Special Transportation Session Stuck in Legislative Gridlock

road_blockMuch like much of the state’s traffic, the legislative special session on transportation/infrastructure is stuck in gridlock. Democratic legislators have a plan to provide $7.5 billion a year in new tax revenue. The governor’s plan also includes tax increases. Republicans want to use current tax revenue more efficiently, cap and trade funds for roads or direct some of the road related monies like truck weight fees directly into road improvements. Neither side budges.

Could this gridlock be altered by the results of November’s elections?

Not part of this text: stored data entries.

#[tokio::test]
async fn test_remote_cancel_running_query() {
    let server = start_server().await;
    let connector = connector_for(&server.url, TOKEN);
    connector.initialize().await.unwrap();

    let handle = connector.query(
        "SELECT sum(a.range * b.range) FROM range(60000) a, range(60000) b",
        QueryOptions::default(),
    );
    tokio::time::sleep(Duration::from_millis(100)).await;
    handle.cancel();

    let err = tokio::time::timeout(Duration::from_secs(10), handle)
        .await
        .expect("cancelled query settles")
        .unwrap_err();
    assert!(err.is_abort());
    assert_eq!(connector.transport().pending_count(), 0);

    let table = connector
        .query("SELECT 3 AS c", QueryOptions::default())
        .await
        .unwrap();
    assert_eq!(table.column("c").unwrap().get_i64(0), Some(3));
}

#[tokio::test]
async fn test_remote_bad_token_fails_initialization() {
    let server = start_server().await;
    let connector = connector_for(&server.url, "wrong");

    let err = connector.initialize().await.unwrap_err();
    assert_eq!(err.category(), "Initialization Error");
    assert!(err.to_string().contains("Unauthorized"), "unexpected: {err}");
    assert_eq!(connector.state(), ConnectorState::Uninitialized);
}

#[tokio::test]
async fn test_remote_load_arrow_is_unsupported() {
    let server = start_server().await;
    let connector = connector_for(&server.url, TOKEN);

    let err = connector
        .load_arrow(Table::empty(), "t", &LoadOptions::default())
        .await
        .unwrap_err();
    assert_eq!(err.category(), "Unsupported Operation");
}

#[tokio::test]
async fn test_remote_destroy_then_reconnect() {
    let server = start_server().await;
    let connector = connector_for(&server.url, TOKEN);

    connector
        .execute("CREATE TABLE t AS SELECT 1 AS a", QueryOptions::default())
        .await
        .unwrap();
    connector.destroy().await.unwrap();
    assert_eq!(connector.transport().status(), SocketStatus::Disconnected);

    // The new connection gets a fresh server session.
    let err = connector
        .query("SELECT * FROM t", QueryOptions::default())
        .await
        .unwrap_err();
    assert_eq!(err.category(), "Query Error");
    assert_eq!(server.connections.load(Ordering::SeqCst), 2);
}

#[tokio::test]
async fn test_remote_subscription_notifications() {
    let server = start_server().await;
    let connector = connector_for(&server.url, TOKEN);
    connector.transport().subscribe("jobs").unwrap();

    let (tx, mut rx) = mpsc::unbounded_channel();
    connector
        .transport()
        .add_notification_listener(move |payload| {
            let _ = tx.send(payload.clone());
        });
    connector.initialize().await.unwrap();

    let payload = tokio::time::timeout(Duration::from_secs(5), rx.recv())
        .await
        .unwrap()
        .unwrap();
    assert_eq!(payload, json!({"subscribed": "jobs"}));
}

If the Democrats secure the two-thirds majority that would allow them to raise taxes without Republican support, then its game over, right? The Democrats will pass a tax increase and the governor will sign it.

Not necessarily.

While many Democrats are happy to blame the Republicans for the gridlock over the special session because the GOP won’t okay taxes, the scolding Democrats conveniently overlook a good portion of their own caucus, which is wary of raising gasoline taxes on constituents.

Recall that the piece dropped from the controversial SB 350 last year had to do with cutting gasoline use, which in turn would have increased gas prices, something Democrats particularly representing poorer or inner valley areas of the state did not want to do. Raising gas taxes will also add to the cost of gasoline.

Given the demands of voters to relieve gridlock on roads, the advocacy of the business community to spark the economy with a better transportation system, and the support of labor forces to get good construction jobs, you would think a compromise would be attainable.

But environmentalists and public unions don’t want to give on CEQA reform or restructuring CalTrans as some Republicans have suggested, and Republican legislators are concerned about a backlash if they raise taxes.

In the meantime, there are discussions about the possibility of a ballot initiative backed by the business community modeled after the school-funding plan, Proposition 98, which would dedicate money to transportation infrastructure and the roads.

If nothing comes out of the special session soon, other forces could attempt to deal with this crucial issue.